YOUR INSTRUCTIONS :: From the entries below, copy out every line with "PartialEq" in it.

# # #

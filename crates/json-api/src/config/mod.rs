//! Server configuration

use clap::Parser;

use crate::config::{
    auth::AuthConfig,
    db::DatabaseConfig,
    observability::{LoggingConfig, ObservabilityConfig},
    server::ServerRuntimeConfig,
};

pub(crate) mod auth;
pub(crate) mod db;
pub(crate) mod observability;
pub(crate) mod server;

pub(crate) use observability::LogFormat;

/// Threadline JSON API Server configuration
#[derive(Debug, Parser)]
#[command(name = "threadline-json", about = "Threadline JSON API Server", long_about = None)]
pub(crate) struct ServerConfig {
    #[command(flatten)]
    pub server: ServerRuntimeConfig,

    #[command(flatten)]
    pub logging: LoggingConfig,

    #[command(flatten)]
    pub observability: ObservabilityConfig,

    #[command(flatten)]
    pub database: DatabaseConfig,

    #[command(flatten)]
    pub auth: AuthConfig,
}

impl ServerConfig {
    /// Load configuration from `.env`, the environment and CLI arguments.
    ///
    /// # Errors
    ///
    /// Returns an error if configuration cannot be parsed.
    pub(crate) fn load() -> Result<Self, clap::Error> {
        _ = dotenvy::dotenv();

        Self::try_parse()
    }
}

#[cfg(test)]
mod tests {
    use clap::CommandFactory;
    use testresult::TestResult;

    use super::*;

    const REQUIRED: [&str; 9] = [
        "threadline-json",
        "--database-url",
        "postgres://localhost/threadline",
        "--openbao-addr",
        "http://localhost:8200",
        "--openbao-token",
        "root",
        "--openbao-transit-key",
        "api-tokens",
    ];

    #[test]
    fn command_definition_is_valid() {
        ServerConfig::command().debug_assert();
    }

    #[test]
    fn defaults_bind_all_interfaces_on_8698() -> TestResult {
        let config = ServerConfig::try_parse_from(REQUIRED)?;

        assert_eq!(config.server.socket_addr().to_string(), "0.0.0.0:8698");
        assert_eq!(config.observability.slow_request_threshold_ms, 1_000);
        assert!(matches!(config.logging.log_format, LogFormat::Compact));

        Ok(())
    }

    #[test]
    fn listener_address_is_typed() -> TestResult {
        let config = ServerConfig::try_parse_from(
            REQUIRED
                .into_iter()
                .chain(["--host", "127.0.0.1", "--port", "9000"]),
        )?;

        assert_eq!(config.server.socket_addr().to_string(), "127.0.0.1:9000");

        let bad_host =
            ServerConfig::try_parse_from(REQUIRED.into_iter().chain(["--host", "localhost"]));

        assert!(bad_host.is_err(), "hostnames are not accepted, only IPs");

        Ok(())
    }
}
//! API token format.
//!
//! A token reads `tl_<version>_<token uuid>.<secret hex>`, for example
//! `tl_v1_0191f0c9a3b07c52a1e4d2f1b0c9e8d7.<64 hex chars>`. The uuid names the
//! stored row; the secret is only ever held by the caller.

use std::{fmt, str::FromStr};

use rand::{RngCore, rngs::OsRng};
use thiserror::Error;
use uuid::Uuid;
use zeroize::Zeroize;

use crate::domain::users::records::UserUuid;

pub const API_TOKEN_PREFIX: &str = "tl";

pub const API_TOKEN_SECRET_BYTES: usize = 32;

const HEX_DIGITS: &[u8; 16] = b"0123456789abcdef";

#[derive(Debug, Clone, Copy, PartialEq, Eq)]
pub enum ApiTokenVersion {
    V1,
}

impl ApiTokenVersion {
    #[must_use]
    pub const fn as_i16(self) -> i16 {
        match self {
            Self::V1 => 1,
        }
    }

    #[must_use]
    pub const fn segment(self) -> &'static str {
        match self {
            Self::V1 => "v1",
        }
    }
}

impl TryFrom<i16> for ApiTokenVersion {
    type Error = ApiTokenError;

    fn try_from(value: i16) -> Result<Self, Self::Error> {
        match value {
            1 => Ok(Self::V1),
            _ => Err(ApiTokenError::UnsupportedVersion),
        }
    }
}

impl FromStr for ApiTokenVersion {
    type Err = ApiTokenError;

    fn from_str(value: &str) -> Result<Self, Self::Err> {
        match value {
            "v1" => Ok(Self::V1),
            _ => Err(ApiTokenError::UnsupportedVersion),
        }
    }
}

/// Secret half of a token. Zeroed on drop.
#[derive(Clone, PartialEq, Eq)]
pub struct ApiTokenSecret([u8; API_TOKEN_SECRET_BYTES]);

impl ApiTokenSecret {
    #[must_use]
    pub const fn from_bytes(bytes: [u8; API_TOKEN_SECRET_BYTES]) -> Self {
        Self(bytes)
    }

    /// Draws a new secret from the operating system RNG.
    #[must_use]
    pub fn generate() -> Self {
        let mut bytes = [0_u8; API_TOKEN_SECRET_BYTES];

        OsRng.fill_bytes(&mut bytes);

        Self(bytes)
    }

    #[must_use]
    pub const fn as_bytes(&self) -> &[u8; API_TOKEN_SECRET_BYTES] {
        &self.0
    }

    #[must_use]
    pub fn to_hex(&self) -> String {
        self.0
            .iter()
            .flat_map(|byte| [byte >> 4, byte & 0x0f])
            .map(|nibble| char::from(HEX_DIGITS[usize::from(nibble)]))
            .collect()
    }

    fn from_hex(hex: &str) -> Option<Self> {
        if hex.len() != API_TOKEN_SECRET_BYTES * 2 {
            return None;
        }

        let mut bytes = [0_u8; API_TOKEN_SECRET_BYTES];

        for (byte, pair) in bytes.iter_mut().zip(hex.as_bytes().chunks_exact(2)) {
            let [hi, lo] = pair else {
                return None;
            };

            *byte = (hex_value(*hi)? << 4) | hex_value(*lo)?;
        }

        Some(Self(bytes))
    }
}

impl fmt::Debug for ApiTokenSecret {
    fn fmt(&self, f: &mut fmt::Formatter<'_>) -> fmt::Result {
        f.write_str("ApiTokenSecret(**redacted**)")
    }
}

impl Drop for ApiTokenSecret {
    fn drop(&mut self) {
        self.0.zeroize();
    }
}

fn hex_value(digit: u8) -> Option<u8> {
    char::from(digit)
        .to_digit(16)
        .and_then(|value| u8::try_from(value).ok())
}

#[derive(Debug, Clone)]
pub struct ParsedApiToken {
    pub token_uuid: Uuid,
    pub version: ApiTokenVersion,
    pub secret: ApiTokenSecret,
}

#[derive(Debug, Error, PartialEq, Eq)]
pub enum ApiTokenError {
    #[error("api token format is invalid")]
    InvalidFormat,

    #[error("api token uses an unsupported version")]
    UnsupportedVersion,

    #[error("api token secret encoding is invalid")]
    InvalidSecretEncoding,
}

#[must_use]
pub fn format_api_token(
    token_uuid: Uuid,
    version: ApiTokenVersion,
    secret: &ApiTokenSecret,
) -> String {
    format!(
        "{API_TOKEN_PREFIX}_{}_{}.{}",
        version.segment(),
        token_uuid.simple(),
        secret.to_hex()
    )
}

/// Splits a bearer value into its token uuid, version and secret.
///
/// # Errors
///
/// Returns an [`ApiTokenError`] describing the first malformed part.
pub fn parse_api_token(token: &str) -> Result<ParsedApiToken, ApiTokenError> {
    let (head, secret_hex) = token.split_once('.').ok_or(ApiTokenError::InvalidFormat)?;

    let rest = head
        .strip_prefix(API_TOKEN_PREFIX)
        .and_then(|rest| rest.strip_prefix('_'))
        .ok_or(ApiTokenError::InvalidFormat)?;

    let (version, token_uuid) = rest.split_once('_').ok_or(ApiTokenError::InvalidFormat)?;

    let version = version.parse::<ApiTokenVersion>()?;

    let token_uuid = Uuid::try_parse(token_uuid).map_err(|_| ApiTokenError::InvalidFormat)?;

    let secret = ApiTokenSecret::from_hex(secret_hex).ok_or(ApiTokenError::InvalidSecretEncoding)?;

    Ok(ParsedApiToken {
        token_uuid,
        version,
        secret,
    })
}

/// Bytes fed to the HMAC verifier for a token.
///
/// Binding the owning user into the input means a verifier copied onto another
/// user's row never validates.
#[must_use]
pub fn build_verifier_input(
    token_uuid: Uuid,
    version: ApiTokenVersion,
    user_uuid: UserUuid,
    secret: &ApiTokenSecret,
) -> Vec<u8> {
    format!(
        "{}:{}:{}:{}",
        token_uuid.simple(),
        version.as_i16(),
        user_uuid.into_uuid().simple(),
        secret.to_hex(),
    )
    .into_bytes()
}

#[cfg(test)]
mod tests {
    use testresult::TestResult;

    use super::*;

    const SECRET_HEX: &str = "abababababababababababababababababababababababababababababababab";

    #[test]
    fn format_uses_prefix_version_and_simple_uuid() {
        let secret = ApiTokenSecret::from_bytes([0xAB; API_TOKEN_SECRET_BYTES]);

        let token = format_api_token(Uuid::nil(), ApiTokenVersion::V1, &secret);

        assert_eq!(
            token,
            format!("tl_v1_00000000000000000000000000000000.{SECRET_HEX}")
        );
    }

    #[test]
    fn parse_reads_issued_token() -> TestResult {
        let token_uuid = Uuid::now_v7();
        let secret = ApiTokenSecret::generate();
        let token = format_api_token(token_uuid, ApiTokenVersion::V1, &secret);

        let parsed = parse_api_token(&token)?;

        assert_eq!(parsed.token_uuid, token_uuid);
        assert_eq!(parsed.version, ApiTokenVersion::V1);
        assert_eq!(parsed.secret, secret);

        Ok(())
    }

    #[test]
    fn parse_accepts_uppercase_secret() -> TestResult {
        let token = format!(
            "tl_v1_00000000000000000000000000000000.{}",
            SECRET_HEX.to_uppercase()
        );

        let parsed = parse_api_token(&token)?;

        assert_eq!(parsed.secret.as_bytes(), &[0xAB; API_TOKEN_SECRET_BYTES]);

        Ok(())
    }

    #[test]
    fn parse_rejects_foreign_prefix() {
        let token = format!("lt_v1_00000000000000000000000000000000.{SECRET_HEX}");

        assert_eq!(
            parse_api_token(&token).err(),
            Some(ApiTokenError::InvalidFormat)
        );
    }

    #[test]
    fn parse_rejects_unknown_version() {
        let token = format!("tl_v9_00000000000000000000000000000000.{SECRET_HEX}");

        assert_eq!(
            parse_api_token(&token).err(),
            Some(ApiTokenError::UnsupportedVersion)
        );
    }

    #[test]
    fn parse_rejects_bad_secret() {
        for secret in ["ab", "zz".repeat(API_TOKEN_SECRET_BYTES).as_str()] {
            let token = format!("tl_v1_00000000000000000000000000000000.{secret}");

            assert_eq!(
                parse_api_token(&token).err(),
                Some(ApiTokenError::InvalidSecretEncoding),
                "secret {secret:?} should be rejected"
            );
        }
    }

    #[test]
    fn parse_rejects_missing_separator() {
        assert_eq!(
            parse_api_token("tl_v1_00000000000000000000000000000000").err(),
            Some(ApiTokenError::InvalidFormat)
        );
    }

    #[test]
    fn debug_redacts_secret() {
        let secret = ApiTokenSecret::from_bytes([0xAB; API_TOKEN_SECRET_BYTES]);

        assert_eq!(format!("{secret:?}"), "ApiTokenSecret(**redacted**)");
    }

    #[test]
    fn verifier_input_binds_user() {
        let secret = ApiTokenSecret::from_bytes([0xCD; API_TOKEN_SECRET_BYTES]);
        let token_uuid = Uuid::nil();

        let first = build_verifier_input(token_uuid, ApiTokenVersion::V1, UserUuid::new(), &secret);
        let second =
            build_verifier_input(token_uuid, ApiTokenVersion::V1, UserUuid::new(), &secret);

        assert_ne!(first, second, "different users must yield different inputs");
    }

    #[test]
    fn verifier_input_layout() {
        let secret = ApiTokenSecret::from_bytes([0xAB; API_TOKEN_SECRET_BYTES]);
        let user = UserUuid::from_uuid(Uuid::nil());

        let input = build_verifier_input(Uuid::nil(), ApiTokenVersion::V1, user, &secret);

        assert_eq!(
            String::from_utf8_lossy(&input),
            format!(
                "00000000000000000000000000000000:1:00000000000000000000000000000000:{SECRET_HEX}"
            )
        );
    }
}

# # #

OUTPUT OF THE TASK ::
#[derive(Debug, Clone, Copy, PartialEq, Eq)]
#[derive(Clone, PartialEq, Eq)]
#[derive(Debug, Error, PartialEq, Eq)]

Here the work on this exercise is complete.